Detailed Description
In order to make the aforementioned objects, features and advantages of the present invention comprehensible, embodiments accompanied with figures are described in detail below.
In the following description, numerous specific details are set forth in order to provide a thorough understanding of the present invention, but the present invention may be practiced in other ways than those specifically described and will be readily apparent to those of ordinary skill in the art without departing from the spirit of the present invention, and it is therefore not limited to the specific embodiments disclosed below.

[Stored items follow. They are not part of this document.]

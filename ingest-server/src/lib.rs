// pulse - bitdrift's observability proxy
// Copyright Bitdrift, Inc. All rights reserved.
//
// Use of this source code is governed by a source available license that can be found in the
// LICENSE file or at:
// https://polyformproject.org/wp-content/uploads/2020/06/PolyForm-Shield-1.0.0.txt

pub mod config;

#[cfg(test)]
mod test;

use axum::Router;
use axum::extract::State;
use axum::http::{StatusCode, header};
use axum::response::{IntoResponse, Response};
use axum::routing::{get, post};
use bd_log::warn_every;
use bd_server_stats::stats::Collector;
use bd_shutdown::{ComponentShutdown, ComponentShutdownTrigger};
use bytes::Bytes;
use config::{Config, HEALTHCHECK_PATH, METRICS_PATH, StorageConfig, StorageType};
use ingest_core::pipeline::time::{RealTimeProvider, TimeProvider};
use ingest_core::pipeline::{CONTENT_TYPE, IngestError, IngestHandler, Worker};
use ingest_core::storage::memory::MemoryStorage;
use ingest_core::storage::{BackendSingleton, StorageBackend};
use log::info;
use parking_lot::Mutex;
use std::future::Future;
use std::net::SocketAddr;
use std::sync::Arc;
use std::time::Duration;
use time::ext::NumericalDuration;
use tokio::net::TcpListener;

#[cfg(test)]
#[ctor::ctor]
fn test_global_init() {
  use ingest_common::global_initialize;

  global_initialize();
}

pub type BackendFactory = Arc<dyn Fn() -> anyhow::Result<Arc<dyn StorageBackend>> + Send + Sync>;

// Build the configured storage backend. Connection configuration is passed through unchanged.
pub fn make_backend(storage: &StorageConfig) -> anyhow::Result<Arc<dyn StorageBackend>> {
  match storage.storage_type {
    StorageType::Memory => {
      if !storage.connection.is_empty() {
        log::warn!(
          "memory storage ignores {} connection setting(s)",
          storage.connection.len()
        );
      }
      info!("using in-memory storage");
      Ok(Arc::new(MemoryStorage::new()))
    },
  }
}

fn make_text_response(status: StatusCode, body: String) -> Response {
  (status, [(header::CONTENT_TYPE, CONTENT_TYPE)], body).into_response()
}

//
// ServerState
//

struct ServerState {
  handler: IngestHandler,
  backend: BackendSingleton,
  make_backend: BackendFactory,
  // Idle workers. An invocation takes one out for its whole duration so no two invocations ever
  // share an appender or a label scratch buffer.
  workers: Mutex<Vec<Worker>>,
  collector: Collector,
}

impl ServerState {
  fn take_worker(&self) -> Result<Worker, IngestError> {
    if let Some(worker) = self.workers.lock().pop() {
      return Ok(worker);
    }
    self
      .handler
      .new_worker(&self.backend, || (self.make_backend)())
  }

  fn invoke(&self, body: &[u8]) -> Result<ingest_core::pipeline::Response, IngestError> {
    let mut worker = self.take_worker()?;
    let result = self.handler.handle(&mut worker, body);
    self.workers.lock().push(worker);
    result
  }

  fn flush_workers(&self, timeout: Duration) {
    let mut workers = std::mem::take(&mut *self.workers.lock());
    for worker in &mut workers {
      match worker.wait_for_completion(timeout) {
        Ok(0) => {},
        Ok(pending) => log::warn!("{pending} append(s) still pending after {timeout:?}"),
        Err(e) => log::warn!("failed to flush appender: {e}"),
      }
    }
    info!("flushed {} worker(s)", workers.len());
  }
}

async fn ingest_handler(State(state): State<Arc<ServerState>>, body: Bytes) -> Response {
  let result = tokio::task::spawn_blocking(move || state.invoke(&body)).await;
  match result {
    Ok(Ok(response)) => make_text_response(response.status, response.body),
    Ok(Err(e)) => {
      warn_every!(1.minutes(), "ingest invocation failed: {}", e);
      make_text_response(StatusCode::INTERNAL_SERVER_ERROR, e.to_string())
    },
    Err(e) => {
      log::error!("ingest invocation did not complete: {e}");
      make_text_response(StatusCode::INTERNAL_SERVER_ERROR, e.to_string())
    },
  }
}

#[allow(clippy::unused_async)]
async fn metrics_handler(State(state): State<Arc<ServerState>>) -> Response {
  (
    [(header::CONTENT_TYPE, prometheus::TEXT_FORMAT)],
    state.collector.prometheus_output(),
  )
    .into_response()
}

//
// Server
//

pub struct Server {
  listener: TcpListener,
  router: Router,
  state: Arc<ServerState>,
  append_flush_timeout: Duration,
}

impl Server {
  pub async fn bind(
    config: &Config,
    collector: Collector,
    make_backend: BackendFactory,
    time_provider: Arc<dyn TimeProvider>,
  ) -> anyhow::Result<Self> {
    let handler = IngestHandler::new(
      config.protocol,
      time_provider,
      &collector.scope("ingest_server"),
    );
    let state = Arc::new(ServerState {
      handler,
      backend: BackendSingleton::new(),
      make_backend,
      workers: Mutex::default(),
      collector,
    });
    let router = Router::new()
      .route(&config.path, post(ingest_handler))
      .route(HEALTHCHECK_PATH, get(|| async { "OK" }))
      .route(METRICS_PATH, get(metrics_handler))
      .with_state(state.clone());
    let listener = TcpListener::bind(&config.bind).await?;

    Ok(Self {
      listener,
      router,
      state,
      append_flush_timeout: config.append_flush_timeout,
    })
  }

  pub fn local_addr(&self) -> anyhow::Result<SocketAddr> {
    Ok(self.listener.local_addr()?)
  }

  /// Serve until `shutdown` fires, then wait for in-flight appends of every worker to complete.
  pub async fn serve(self, mut shutdown: ComponentShutdown) -> anyhow::Result<()> {
    axum::serve(self.listener, self.router.into_make_service())
      .with_graceful_shutdown(async move {
        shutdown.cancelled().await;
      })
      .await?;

    let state = self.state;
    let timeout = self.append_flush_timeout;
    tokio::task::spawn_blocking(move || state.flush_workers(timeout)).await?;
    Ok(())
  }
}

pub async fn run_server<ShutdownFuture: Future<Output = ()>>(
  config: Config,
  config_check_only: bool,
  shutdown: impl FnOnce() -> ShutdownFuture,
  shutdown_delay: Duration,
) -> anyhow::Result<()> {
  let storage = config.storage.clone();
  let backend_factory: BackendFactory = Arc::new(move || make_backend(&storage));

  if config_check_only {
    backend_factory()?;
    info!("--config-check-and-exit set, exiting");
    return Ok(());
  }

  let server = Server::bind(
    &config,
    Collector::default(),
    backend_factory,
    Arc::new(RealTimeProvider {}),
  )
  .await?;
  info!(
    "ingest server listening on {} (POST {})",
    server.local_addr()?,
    config.path
  );

  let shutdown_trigger = ComponentShutdownTrigger::default();
  let server_task = tokio::spawn(server.serve(shutdown_trigger.make_shutdown()));

  shutdown().await;

  if !shutdown_delay.is_zero() {
    info!(
      "waiting {:?} before shutting down (--shutdown-delay set)",
      shutdown_delay
    );
    tokio::time::sleep(shutdown_delay).await;
  }
  shutdown_trigger.shutdown().await;
  server_task.await??;
  info!("runtime terminated");
  Ok(())
}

As shown in fig. 1, a rumor suppression method based on weighted inverse sampling according to an embodiment of the present invention includes the steps of:
step 1: given an original directed graph G (V, E), where V represents a set of nodes in the graph and E represents a set of edges in the graph. The figure has n nodes and m edges in total. For each point V ∈ V, use din(v) Represents the in-degree of v at point G. For the original directed graph G, the following preprocessing operation is done to obtain a graph G'.
1.1 obtaining the weight of each point by using the PageRank algorithm, namely, any point v in G has a weight wvE 0, 1) represents the importance of this node.
1.2 for any one edge<vi,vj>Setting the probability p on this edgeij=1/din(vj) And p isijE [0, 1) represents node viInfluencing node vjThe probability of (c).
1.3 randomly select k points from G, set these points as rumor nodes and the other nodes as innocent nodes, i.e. without any state.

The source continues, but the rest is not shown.